*How to complete this task*: From the material that follows, count the lines with the word "ShelfModel" in them. Reply with the number only.

[Start of section]

//! The shelf — an ordered list of pinned file paths
//!
//! Single source of truth for the running session. Unique by path, order
//! meaningful. Every mutation that actually changes state is followed by a
//! best-effort save; a failed save keeps the in-memory shelf authoritative
//! and the next successful save catches up.

use crate::store::ShelfStore;
use std::path::{Path, PathBuf};

/// One pinned shortcut. The path is the identity; the display name is
/// always derived from it, never stored.
#[derive(Debug, Clone, PartialEq)]
pub struct ShelfEntry {
    pub path: PathBuf,
}

impl ShelfEntry {
    /// Final path component, falling back to the whole path for roots.
    pub fn display_name(&self) -> String {
        self.path
            .file_name()
            .map(|n| n.to_string_lossy().into_owned())
            .unwrap_or_else(|| self.path.to_string_lossy().into_owned())
    }
}

pub struct ShelfModel {
    entries: Vec<ShelfEntry>,
    store: ShelfStore,
}

impl ShelfModel {
    /// Load the shelf from its persisted record. Duplicate paths in a
    /// hand-edited record are dropped, first occurrence wins.
    pub fn load(store: ShelfStore) -> Self {
        let mut entries: Vec<ShelfEntry> = Vec::new();
        for path in store.load_shelf() {
            if !entries.iter().any(|e| e.path == path) {
                entries.push(ShelfEntry { path });
            }
        }
        Self { entries, store }
    }

    /// Append `path` at the end. Adding an already-present path is a no-op.
    /// Returns whether the shelf changed.
    pub fn add(&mut self, path: PathBuf) -> bool {
        if self.contains(&path) {
            return false;
        }
        self.entries.push(ShelfEntry { path });
        self.persist();
        true
    }

    /// Remove the entry with `path`. Removing an absent path is a no-op.
    pub fn remove(&mut self, path: &Path) -> bool {
        let before = self.entries.len();
        self.entries.retain(|e| e.path != path);
        if self.entries.len() == before {
            return false;
        }
        self.persist();
        true
    }

    /// Move the entry with `path` to `target_index` (clamped to the valid
    /// range). The index is the current visual position of the drop target,
    /// so it stays meaningful even if the list length changed since the
    /// caller computed it. Moving an entry onto its own position is a no-op.
    pub fn move_to(&mut self, path: &Path, target_index: usize) -> bool {
        let Some(from) = self.index_of(path) else {
            return false;
        };
        let entry = self.entries.remove(from);
        let to = target_index.min(self.entries.len());
        self.entries.insert(to, entry);
        if to == from {
            return false;
        }
        self.persist();
        true
    }

    /// Read-only ordered view for rendering.
    pub fn snapshot(&self) -> &[ShelfEntry] {
        &self.entries
    }

    pub fn contains(&self, path: &Path) -> bool {
        self.entries.iter().any(|e| e.path == path)
    }

    pub fn index_of(&self, path: &Path) -> Option<usize> {
        self.entries.iter().position(|e| e.path == path)
    }

    pub fn len(&self) -> usize {
        self.entries.len()
    }

    pub fn is_empty(&self) -> bool {
        self.entries.is_empty()
    }

    /// Best-effort save of the current order. Write failures are logged and
    /// swallowed; the in-memory shelf stays correct for the session.
    fn persist(&self) {
        let paths: Vec<PathBuf> = self.entries.iter().map(|e| e.path.clone()).collect();
        if let Err(e) = self.store.save_shelf(&paths) {
            eprintln!("[fileshelf] could not save shelf: {}", e);
        }
    }
}

#[cfg(test)]
mod tests {
    use super::*;

    fn scratch_model(tag: &str) -> (ShelfModel, PathBuf) {
        let dir = std::env::temp_dir().join(format!(
            "fileshelf_model_{}_{}",
            tag,
            std::process::id()
        ));
        let _ = std::fs::remove_dir_all(&dir);
        (ShelfModel::load(ShelfStore::at(&dir)), dir)
    }

    fn paths(model: &ShelfModel) -> Vec<&str> {
        model
            .snapshot()
            .iter()
            .map(|e| e.path.to_str().unwrap())
            .collect()
    }

    #[test]
    fn add_suppresses_duplicates() {
        let (mut model, dir) = scratch_model("dup");
        assert!(model.add(PathBuf::from("/tmp/a")));
        assert!(model.add(PathBuf::from("/tmp/b")));
        assert!(!model.add(PathBuf::from("/tmp/a")));
        assert_eq!(paths(&model), ["/tmp/a", "/tmp/b"]);
        let _ = std::fs::remove_dir_all(dir);
    }

    #[test]
    fn remove_is_idempotent() {
        let (mut model, dir) = scratch_model("remove");
        model.add(PathBuf::from("/tmp/a"));
        assert!(model.remove(Path::new("/tmp/a")));
        assert!(!model.remove(Path::new("/tmp/a")));
        assert!(!model.contains(Path::new("/tmp/a")));
        assert!(model.is_empty());
        let _ = std::fs::remove_dir_all(dir);
    }

    #[test]
    fn move_to_target_index() {
        let (mut model, dir) = scratch_model("move");
        model.add(PathBuf::from("/tmp/a"));
        model.add(PathBuf::from("/tmp/b"));
        model.add(PathBuf::from("/tmp/c"));
        // drop a on c: target index 2
        assert!(model.move_to(Path::new("/tmp/a"), 2));
        assert_eq!(paths(&model), ["/tmp/b", "/tmp/c", "/tmp/a"]);
        let _ = std::fs::remove_dir_all(dir);
    }

    #[test]
    fn move_to_own_position_is_noop() {
        let (mut model, dir) = scratch_model("noop");
        model.add(PathBuf::from("/tmp/a"));
        model.add(PathBuf::from("/tmp/b"));
        model.add(PathBuf::from("/tmp/c"));
        assert!(!model.move_to(Path::new("/tmp/a"), 0));
        assert_eq!(paths(&model), ["/tmp/a", "/tmp/b", "/tmp/c"]);
        let _ = std::fs::remove_dir_all(dir);
    }

    #[test]
    fn move_clamps_out_of_range_index() {
        let (mut model, dir) = scratch_model("clamp");
        model.add(PathBuf::from("/tmp/a"));
        model.add(PathBuf::from("/tmp/b"));
        assert!(model.move_to(Path::new("/tmp/a"), 99));
        assert_eq!(paths(&model), ["/tmp/b", "/tmp/a"]);
        let _ = std::fs::remove_dir_all(dir);
    }

    #[test]
    fn move_absent_path_is_noop() {
        let (mut model, dir) = scratch_model("absent");
        model.add(PathBuf::from("/tmp/a"));
        assert!(!model.move_to(Path::new("/tmp/missing"), 0));
        assert_eq!(paths(&model), ["/tmp/a"]);
        let _ = std::fs::remove_dir_all(dir);
    }

    #[test]
    fn mutations_persist_and_reload() {
        let dir = std::env::temp_dir().join(format!("fileshelf_model_reload_{}", std::process::id()));
        let _ = std::fs::remove_dir_all(&dir);
        {
            let mut model = ShelfModel::load(ShelfStore::at(&dir));
            model.add(PathBuf::from("/tmp/a"));
            model.add(PathBuf::from("/tmp/b"));
            model.add(PathBuf::from("/tmp/c"));
            model.move_to(Path::new("/tmp/c"), 0);
            model.remove(Path::new("/tmp/a"));
        }
        let reloaded = ShelfModel::load(ShelfStore::at(&dir));
        assert_eq!(paths(&reloaded), ["/tmp/c", "/tmp/b"]);
        let _ = std::fs::remove_dir_all(dir);
    }

    #[test]
    fn load_drops_duplicates_from_edited_record() {
        let dir = std::env::temp_dir().join(format!("fileshelf_model_dedup_{}", std::process::id()));
        let _ = std::fs::remove_dir_all(&dir);
        let store = ShelfStore::at(&dir);
        store
            .save_shelf(&[
                PathBuf::from("/tmp/a"),
                PathBuf::from("/tmp/b"),
                PathBuf::from("/tmp/a"),
            ])
            .unwrap();
        let model = ShelfModel::load(ShelfStore::at(&dir));
        assert_eq!(paths(&model), ["/tmp/a", "/tmp/b"]);
        let _ = std::fs::remove_dir_all(dir);
    }

    #[test]
    fn display_name_derives_from_path() {
        let entry = ShelfEntry { path: PathBuf::from("/home/u/notes.txt") };
        assert_eq!(entry.display_name(), "notes.txt");
        let root = ShelfEntry { path: PathBuf::from("/") };
        assert_eq!(root.display_name(), "/");
    }
}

[End of section]

*Task output*: 8